In a March 10 Senate State Government and Elections Committee meeting, some legislators questioned whether remote work is good for state employee productivity. It’s a concern others have raised outside of Washington in recent months.
“How can you stay focused and do that and make sure we’re doing the job we’re supposed to do for the people that we are working for?” Sen. Perry Dozier, R-Waitsburg, said at the hearing.
While the state doesn’t have data on productivity for remote work, Michaela Doelman, the state’s chief human resources officer, said state employees working away from offices have continued to meet performance goals.
Legislators also wanted to know how much it was costing the state to keep mostly empty buildings open.

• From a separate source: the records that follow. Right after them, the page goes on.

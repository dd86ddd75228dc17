//! Game row persistence
//!
//! Tag and player-count sets are JSON arrays in TEXT columns. Timestamps are
//! Unix milliseconds.

use crate::error::StoreError;
use crate::types::{CatalogId, GameRecord, LocalId, RatingSource};
use chrono::{DateTime, Utc};
use serde::de::DeserializeOwned;
use sqlx::sqlite::{SqliteArguments, SqliteRow};
use sqlx::{Row, Sqlite, SqlitePool};

type SqliteQuery<'q> = sqlx::query::Query<'q, Sqlite, SqliteArguments<'q>>;

const SELECT_GAME: &str = r#"
    SELECT id, catalog_id, name, localized_name, description, year_published,
           min_players, max_players, playing_time, min_playing_time, max_playing_time,
           min_age, image_url, thumbnail_url, designers, display_publisher,
           source_categories, source_mechanics, source_publishers,
           site_categories, site_mechanics, site_publishers, player_count_categories,
           best_player_counts, recommended_player_counts,
           rating_average, rating_count, rating_source, created_at, updated_at
    FROM games
"#;

const INSERT_GAME: &str = r#"
    INSERT INTO games (
        id, catalog_id, name, localized_name, description, year_published,
        min_players, max_players, playing_time, min_playing_time, max_playing_time,
        min_age, image_url, thumbnail_url, designers, display_publisher,
        source_categories, source_mechanics, source_publishers,
        site_categories, site_mechanics, site_publishers, player_count_categories,
        best_player_counts, recommended_player_counts,
        rating_average, rating_count, rating_source, created_at, updated_at
    ) VALUES (
        ?1, ?2, ?3, ?4, ?5, ?6, ?7, ?8, ?9, ?10, ?11, ?12, ?13, ?14, ?15,
        ?16, ?17, ?18, ?19, ?20, ?21, ?22, ?23, ?24, ?25, ?26, ?27, ?28, ?29, ?30
    )
"#;

const UPDATE_GAME: &str = r#"
    UPDATE games SET
        catalog_id = ?2, name = ?3, localized_name = ?4, description = ?5,
        year_published = ?6, min_players = ?7, max_players = ?8, playing_time = ?9,
        min_playing_time = ?10, max_playing_time = ?11, min_age = ?12,
        image_url = ?13, thumbnail_url = ?14, designers = ?15, display_publisher = ?16,
        source_categories = ?17, source_mechanics = ?18, source_publishers = ?19,
        site_categories = ?20, site_mechanics = ?21, site_publishers = ?22,
        player_count_categories = ?23, best_player_counts = ?24,
        recommended_player_counts = ?25, rating_average = ?26, rating_count = ?27,
        rating_source = ?28, created_at = ?29, updated_at = ?30
    WHERE id = ?1
"#;

/// Column values for one `games` row
struct GameColumns {
    id: i64,
    catalog_id: Option<i64>,
    name: String,
    localized_name: Option<String>,
    description: Option<String>,
    year_published: Option<i32>,
    min_players: Option<i64>,
    max_players: Option<i64>,
    playing_time: Option<i64>,
    min_playing_time: Option<i64>,
    max_playing_time: Option<i64>,
    min_age: Option<i64>,
    image_url: Option<String>,
    thumbnail_url: Option<String>,
    designers: String,
    display_publisher: Option<String>,
    source_categories: String,
    source_mechanics: String,
    source_publishers: String,
    site_categories: String,
    site_mechanics: String,
    site_publishers: String,
    player_count_categories: String,
    best_player_counts: String,
    recommended_player_counts: String,
    rating_average: Option<f64>,
    rating_count: i64,
    rating_source: &'static str,
    created_at: i64,
    updated_at: i64,
}

impl GameColumns {
    fn encode(record: &GameRecord) -> Result<Self, StoreError> {
        Ok(Self {
            id: record.id,
            catalog_id: record.catalog_id,
            name: record.name.clone(),
            localized_name: record.localized_name.clone(),
            description: record.description.clone(),
            year_published: record.year_published,
            min_players: record.min_players.map(i64::from),
            max_players: record.max_players.map(i64::from),
            playing_time: record.playing_time.map(i64::from),
            min_playing_time: record.min_playing_time.map(i64::from),
            max_playing_time: record.max_playing_time.map(i64::from),
            min_age: record.min_age.map(i64::from),
            image_url: record.image_url.clone(),
            thumbnail_url: record.thumbnail_url.clone(),
            designers: serde_json::to_string(&record.designers)?,
            display_publisher: record.display_publisher.clone(),
            source_categories: serde_json::to_string(&record.source_categories)?,
            source_mechanics: serde_json::to_string(&record.source_mechanics)?,
            source_publishers: serde_json::to_string(&record.source_publishers)?,
            site_categories: serde_json::to_string(&record.site_categories)?,
            site_mechanics: serde_json::to_string(&record.site_mechanics)?,
            site_publishers: serde_json::to_string(&record.site_publishers)?,
            player_count_categories: serde_json::to_string(&record.player_count_categories)?,
            best_player_counts: serde_json::to_string(&record.best_player_counts)?,
            recommended_player_counts: serde_json::to_string(&record.recommended_player_counts)?,
            rating_average: record.rating_average,
            rating_count: i64::from(record.rating_count),
            rating_source: record.rating_source.as_str(),
            created_at: record.created_at.timestamp_millis(),
            updated_at: record.updated_at.timestamp_millis(),
        })
    }

    /// Bind in ?1..?30 order
    fn bind<'q>(&'q self, query: SqliteQuery<'q>) -> SqliteQuery<'q> {
        query
            .bind(self.id)
            .bind(self.catalog_id)
            .bind(&self.name)
            .bind(&self.localized_name)
            .bind(&self.description)
            .bind(self.year_published)
            .bind(self.min_players)
            .bind(self.max_players)
            .bind(self.playing_time)
            .bind(self.min_playing_time)
            .bind(self.max_playing_time)
            .bind(self.min_age)
            .bind(&self.image_url)
            .bind(&self.thumbnail_url)
            .bind(&self.designers)
            .bind(&self.display_publisher)
            .bind(&self.source_categories)
            .bind(&self.source_mechanics)
            .bind(&self.source_publishers)
            .bind(&self.site_categories)
            .bind(&self.site_mechanics)
            .bind(&self.site_publishers)
            .bind(&self.player_count_categories)
            .bind(&self.best_player_counts)
            .bind(&self.recommended_player_counts)
            .bind(self.rating_average)
            .bind(self.rating_count)
            .bind(self.rating_source)
            .bind(self.created_at)
            .bind(self.updated_at)
    }
}

fn json_column<T: DeserializeOwned>(row: &SqliteRow, column: &str) -> Result<T, StoreError> {
    let raw: String = row.try_get(column)?;
    Ok(serde_json::from_str(&raw)?)
}

fn count_column(row: &SqliteRow, column: &str) -> Result<Option<u32>, StoreError> {
    let raw: Option<i64> = row.try_get(column)?;
    raw.map(|value| {
        u32::try_from(value)
            .map_err(|_| StoreError::Corrupt(format!("{} out of range: {}", column, value)))
    })
    .transpose()
}

fn timestamp_column(row: &SqliteRow, column: &str) -> Result<DateTime<Utc>, StoreError> {
    let millis: i64 = row.try_get(column)?;
    DateTime::<Utc>::from_timestamp_millis(millis)
        .ok_or_else(|| StoreError::Corrupt(format!("{} out of range: {}", column, millis)))
}

fn decode_game(row: &SqliteRow) -> Result<GameRecord, StoreError> {
    let rating_source: String = row.try_get("rating_source")?;
    let rating_source = RatingSource::parse(&rating_source)
        .ok_or_else(|| StoreError::Corrupt(format!("unknown rating source '{}'", rating_source)))?;

    Ok(GameRecord {
        id: row.try_get("id")?,
        catalog_id: row.try_get("catalog_id")?,
        name: row.try_get("name")?,
        localized_name: row.try_get("localized_name")?,
        description: row.try_get("description")?,
        year_published: row.try_get("year_published")?,
        min_players: count_column(row, "min_players")?,
        max_players: count_column(row, "max_players")?,
        playing_time: count_column(row, "playing_time")?,
        min_playing_time: count_column(row, "min_playing_time")?,
        max_playing_time: count_column(row, "max_playing_time")?,
        min_age: count_column(row, "min_age")?,
        image_url: row.try_get("image_url")?,
        thumbnail_url: row.try_get("thumbnail_url")?,
        designers: json_column(row, "designers")?,
        display_publisher: row.try_get("display_publisher")?,
        source_categories: json_column(row, "source_categories")?,
        source_mechanics: json_column(row, "source_mechanics")?,
        source_publishers: json_column(row, "source_publishers")?,
        site_categories: json_column(row, "site_categories")?,
        site_mechanics: json_column(row, "site_mechanics")?,
        site_publishers: json_column(row, "site_publishers")?,
        player_count_categories: json_column(row, "player_count_categories")?,
        best_player_counts: json_column(row, "best_player_counts")?,
        recommended_player_counts: json_column(row, "recommended_player_counts")?,
        rating_average: row.try_get("rating_average")?,
        rating_count: count_column(row, "rating_count")?.unwrap_or(0),
        rating_source,
        created_at: timestamp_column(row, "created_at")?,
        updated_at: timestamp_column(row, "updated_at")?,
    })
}

fn decode_optional(row: Option<SqliteRow>) -> Result<Option<GameRecord>, StoreError> {
    row.as_ref().map(decode_game).transpose()
}

/// Insert a new game; uniqueness violations are reported as such
pub async fn insert_game(pool: &SqlitePool, record: &GameRecord) -> Result<(), StoreError> {
    let columns = GameColumns::encode(record)?;
    columns
        .bind(sqlx::query(INSERT_GAME))
        .execute(pool)
        .await
        .map_err(StoreError::from_write)?;
    Ok(())
}

/// Overwrite every column of an existing game
pub async fn update_game(pool: &SqlitePool, record: &GameRecord) -> Result<(), StoreError> {
    let columns = GameColumns::encode(record)?;
    let result = columns
        .bind(sqlx::query(UPDATE_GAME))
        .execute(pool)
        .await
        .map_err(StoreError::from_write)?;

    if result.rows_affected() == 0 {
        return Err(StoreError::NotFound(record.id));
    }
    Ok(())
}

pub async fn update_rating(
    pool: &SqlitePool,
    id: LocalId,
    average: f64,
    count: u32,
    source: RatingSource,
) -> Result<(), StoreError> {
    let result = sqlx::query(
        r#"
        UPDATE games
        SET rating_average = ?, rating_count = ?, rating_source = ?, updated_at = ?
        WHERE id = ?
        "#,
    )
    .bind(average)
    .bind(i64::from(count))
    .bind(source.as_str())
    .bind(Utc::now().timestamp_millis())
    .bind(id)
    .execute(pool)
    .await?;

    if result.rows_affected() == 0 {
        return Err(StoreError::NotFound(id));
    }
    Ok(())
}

pub async fn load_game(pool: &SqlitePool, id: LocalId) -> Result<Option<GameRecord>, StoreError> {
    let sql = format!("{} WHERE id = ?", SELECT_GAME);
    let row = sqlx::query(&sql).bind(id).fetch_optional(pool).await?;
    decode_optional(row)
}

pub async fn load_game_by_catalog_id(
    pool: &SqlitePool,
    catalog_id: CatalogId,
) -> Result<Option<GameRecord>, StoreError> {
    let sql = format!("{} WHERE catalog_id = ?", SELECT_GAME);
    let row = sqlx::query(&sql).bind(catalog_id).fetch_optional(pool).await?;
    decode_optional(row)
}

/// Manual games only
pub async fn load_manual_game_by_localized_name(
    pool: &SqlitePool,
    localized_name: &str,
) -> Result<Option<GameRecord>, StoreError> {
    let sql = format!(
        "{} WHERE catalog_id IS NULL AND localized_name = ?",
        SELECT_GAME
    );
    let row = sqlx::query(&sql)
        .bind(localized_name)
        .fetch_optional(pool)
        .await?;
    decode_optional(row)
}

/// Largest game id at or above `floor`
pub async fn max_id_from(pool: &SqlitePool, floor: LocalId) -> Result<Option<LocalId>, StoreError> {
    let max: Option<i64> = sqlx::query_scalar("SELECT MAX(id) FROM games WHERE id >= ?")
        .bind(floor)
        .fetch_one(pool)
        .await?;
    Ok(max)
}

/// Take the next id from a named sequence in one statement
pub async fn next_sequence_id(pool: &SqlitePool, sequence: &str) -> Result<LocalId, StoreError> {
    let allocated: Option<i64> = sqlx::query_scalar(
        r#"
        UPDATE id_sequences
        SET next_id = next_id + 1
        WHERE name = ?
        RETURNING next_id - 1
        "#,
    )
    .bind(sequence)
    .fetch_optional(pool)
    .await?;

    allocated.ok_or_else(|| StoreError::Corrupt(format!("id sequence '{}' missing", sequence)))
}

Perigo, with the Department of Enterprise Services, explained that many costs are essentially fixed and that the state pays for utilities, heat or cleaning for entire buildings, regardless of the number of people who go in each day.
But closing some of those buildings could yield significant savings, he said, and would make the buildings more efficient. The cost to stay in state-owned buildings and repair them as needed would be less expensive than paying for private leases, Perigo added.
Knutson, with the Office of Financial Management, said opportunities to save money on real estate are “mammoth.”
As of June 2022, the state government occupied about 11.7 million square feet across 828 office locations statewide. Leases, debt service payments and operating expenses for those facilities cost the state about $218.7 million each year.
There are, for now, no plans to sell or lease state-owned space, like large buildings around the Capitol campus. Officials expect these sites to come in handy as agencies move out of leased offices.
Knutson, however, said it’s “anybody’s guess” what will happen 10 years from now when it comes to the state government’s office leases and real estate holdings.
She said she hopes the state continues to do what’s best for its employees and not hold onto buildings just in case they need them down the road. “We’re constantly evolving,” she said.